Description of the task → Search the entries below. Return every line that has "Base" in it.

Dataset entries:
=-=-=
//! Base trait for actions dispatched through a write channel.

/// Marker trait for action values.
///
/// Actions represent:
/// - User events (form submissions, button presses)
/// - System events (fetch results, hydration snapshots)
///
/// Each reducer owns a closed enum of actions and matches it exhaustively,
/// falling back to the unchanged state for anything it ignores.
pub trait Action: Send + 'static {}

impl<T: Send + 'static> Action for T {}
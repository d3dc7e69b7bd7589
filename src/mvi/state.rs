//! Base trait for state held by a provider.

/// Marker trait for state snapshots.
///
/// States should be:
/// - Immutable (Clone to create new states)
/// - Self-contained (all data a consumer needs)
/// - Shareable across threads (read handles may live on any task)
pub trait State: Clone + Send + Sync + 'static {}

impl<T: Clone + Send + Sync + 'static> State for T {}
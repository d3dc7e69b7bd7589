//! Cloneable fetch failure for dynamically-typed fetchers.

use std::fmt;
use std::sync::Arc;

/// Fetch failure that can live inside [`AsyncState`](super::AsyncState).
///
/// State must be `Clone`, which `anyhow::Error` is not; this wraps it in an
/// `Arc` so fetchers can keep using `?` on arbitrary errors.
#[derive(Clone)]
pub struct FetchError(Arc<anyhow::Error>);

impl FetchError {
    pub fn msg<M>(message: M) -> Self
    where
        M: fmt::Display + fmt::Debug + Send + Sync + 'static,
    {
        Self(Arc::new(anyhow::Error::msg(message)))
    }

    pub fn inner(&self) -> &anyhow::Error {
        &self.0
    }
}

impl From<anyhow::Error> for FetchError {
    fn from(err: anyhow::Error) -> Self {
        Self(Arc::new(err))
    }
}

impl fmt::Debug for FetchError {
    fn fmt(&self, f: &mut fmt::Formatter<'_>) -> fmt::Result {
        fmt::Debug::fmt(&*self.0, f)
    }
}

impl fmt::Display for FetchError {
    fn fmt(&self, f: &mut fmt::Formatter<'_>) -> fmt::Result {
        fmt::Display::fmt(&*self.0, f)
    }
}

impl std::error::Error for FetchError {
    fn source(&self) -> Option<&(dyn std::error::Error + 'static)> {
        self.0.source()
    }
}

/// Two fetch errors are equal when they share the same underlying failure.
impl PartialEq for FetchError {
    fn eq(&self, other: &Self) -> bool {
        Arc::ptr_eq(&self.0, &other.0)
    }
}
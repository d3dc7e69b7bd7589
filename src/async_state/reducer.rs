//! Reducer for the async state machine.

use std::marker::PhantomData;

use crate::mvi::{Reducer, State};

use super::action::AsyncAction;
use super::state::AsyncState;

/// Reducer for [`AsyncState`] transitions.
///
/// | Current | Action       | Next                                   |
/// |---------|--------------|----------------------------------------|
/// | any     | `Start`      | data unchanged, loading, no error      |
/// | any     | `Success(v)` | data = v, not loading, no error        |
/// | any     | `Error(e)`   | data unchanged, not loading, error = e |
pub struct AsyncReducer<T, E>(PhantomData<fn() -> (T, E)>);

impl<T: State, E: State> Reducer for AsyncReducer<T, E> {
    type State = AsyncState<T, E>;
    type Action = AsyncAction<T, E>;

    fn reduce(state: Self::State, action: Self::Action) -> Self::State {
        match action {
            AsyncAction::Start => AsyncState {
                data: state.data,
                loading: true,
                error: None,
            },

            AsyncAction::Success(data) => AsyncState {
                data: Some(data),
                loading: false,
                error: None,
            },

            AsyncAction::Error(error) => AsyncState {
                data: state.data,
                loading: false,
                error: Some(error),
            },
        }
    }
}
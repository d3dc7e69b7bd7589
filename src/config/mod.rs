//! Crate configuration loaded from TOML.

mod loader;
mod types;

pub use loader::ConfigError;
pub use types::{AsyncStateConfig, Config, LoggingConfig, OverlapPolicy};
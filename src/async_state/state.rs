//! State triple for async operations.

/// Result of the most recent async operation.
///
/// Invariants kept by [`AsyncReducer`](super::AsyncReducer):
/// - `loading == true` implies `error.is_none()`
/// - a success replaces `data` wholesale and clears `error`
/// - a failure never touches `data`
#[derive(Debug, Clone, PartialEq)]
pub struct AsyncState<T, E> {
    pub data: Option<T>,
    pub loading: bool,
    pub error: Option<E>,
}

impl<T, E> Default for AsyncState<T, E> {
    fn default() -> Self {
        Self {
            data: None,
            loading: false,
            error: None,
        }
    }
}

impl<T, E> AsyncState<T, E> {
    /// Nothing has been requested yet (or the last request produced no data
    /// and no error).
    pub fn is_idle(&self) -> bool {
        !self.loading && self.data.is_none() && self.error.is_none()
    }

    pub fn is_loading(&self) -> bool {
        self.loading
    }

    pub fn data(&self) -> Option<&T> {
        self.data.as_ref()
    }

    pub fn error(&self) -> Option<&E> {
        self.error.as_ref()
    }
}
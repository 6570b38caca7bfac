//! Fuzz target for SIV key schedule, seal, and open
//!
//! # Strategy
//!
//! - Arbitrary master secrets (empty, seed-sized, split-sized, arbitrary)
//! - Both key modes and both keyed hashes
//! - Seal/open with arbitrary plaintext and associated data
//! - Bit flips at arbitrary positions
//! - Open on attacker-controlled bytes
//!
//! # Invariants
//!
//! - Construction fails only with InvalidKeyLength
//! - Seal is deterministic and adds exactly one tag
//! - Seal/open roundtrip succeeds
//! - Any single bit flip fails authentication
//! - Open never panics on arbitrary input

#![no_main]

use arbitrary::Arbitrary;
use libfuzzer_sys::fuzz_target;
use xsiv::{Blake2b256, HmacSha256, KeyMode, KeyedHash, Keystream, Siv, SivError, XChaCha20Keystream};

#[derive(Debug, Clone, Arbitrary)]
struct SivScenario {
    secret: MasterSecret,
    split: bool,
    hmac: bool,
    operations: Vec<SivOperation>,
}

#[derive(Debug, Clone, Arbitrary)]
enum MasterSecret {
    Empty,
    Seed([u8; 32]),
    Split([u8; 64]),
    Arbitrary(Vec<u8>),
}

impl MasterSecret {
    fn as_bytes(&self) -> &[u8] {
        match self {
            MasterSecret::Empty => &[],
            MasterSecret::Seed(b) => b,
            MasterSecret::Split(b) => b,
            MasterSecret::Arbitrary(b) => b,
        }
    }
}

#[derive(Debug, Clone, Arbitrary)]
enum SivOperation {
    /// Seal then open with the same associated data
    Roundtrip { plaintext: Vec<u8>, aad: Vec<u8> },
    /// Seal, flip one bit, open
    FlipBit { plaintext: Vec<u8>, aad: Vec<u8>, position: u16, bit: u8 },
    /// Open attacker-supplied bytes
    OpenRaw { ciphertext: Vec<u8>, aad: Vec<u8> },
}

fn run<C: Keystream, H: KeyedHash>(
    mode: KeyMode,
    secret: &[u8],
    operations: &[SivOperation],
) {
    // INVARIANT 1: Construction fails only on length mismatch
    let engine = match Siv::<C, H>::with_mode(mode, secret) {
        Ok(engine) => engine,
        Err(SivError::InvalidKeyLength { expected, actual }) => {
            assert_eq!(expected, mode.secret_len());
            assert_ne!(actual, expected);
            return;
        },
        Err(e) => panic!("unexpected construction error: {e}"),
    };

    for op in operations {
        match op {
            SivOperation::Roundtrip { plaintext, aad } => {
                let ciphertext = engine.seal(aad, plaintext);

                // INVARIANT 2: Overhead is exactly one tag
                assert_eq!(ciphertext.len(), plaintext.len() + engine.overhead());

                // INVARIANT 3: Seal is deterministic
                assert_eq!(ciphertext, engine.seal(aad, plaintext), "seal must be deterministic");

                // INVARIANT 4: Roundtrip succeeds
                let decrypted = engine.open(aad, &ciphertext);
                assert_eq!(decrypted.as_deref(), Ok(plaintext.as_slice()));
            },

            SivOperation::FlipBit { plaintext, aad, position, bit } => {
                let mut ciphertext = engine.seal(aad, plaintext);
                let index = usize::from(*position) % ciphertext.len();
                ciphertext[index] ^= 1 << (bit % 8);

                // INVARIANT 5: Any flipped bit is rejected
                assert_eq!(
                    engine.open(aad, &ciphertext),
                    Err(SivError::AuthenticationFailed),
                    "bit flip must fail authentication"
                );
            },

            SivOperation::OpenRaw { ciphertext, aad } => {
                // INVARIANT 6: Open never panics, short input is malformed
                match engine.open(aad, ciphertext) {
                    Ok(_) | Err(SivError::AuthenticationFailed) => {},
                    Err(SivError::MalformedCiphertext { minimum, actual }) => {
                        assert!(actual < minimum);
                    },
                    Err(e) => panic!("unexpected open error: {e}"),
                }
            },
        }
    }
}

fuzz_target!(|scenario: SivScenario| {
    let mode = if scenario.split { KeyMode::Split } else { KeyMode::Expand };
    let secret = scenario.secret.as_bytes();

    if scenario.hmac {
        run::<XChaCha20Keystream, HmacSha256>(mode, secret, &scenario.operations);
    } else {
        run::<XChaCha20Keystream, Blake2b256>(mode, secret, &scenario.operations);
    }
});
=-=-=
Task response →
//! Base trait for actions dispatched through a write channel.
//! Base trait for state held by a provider.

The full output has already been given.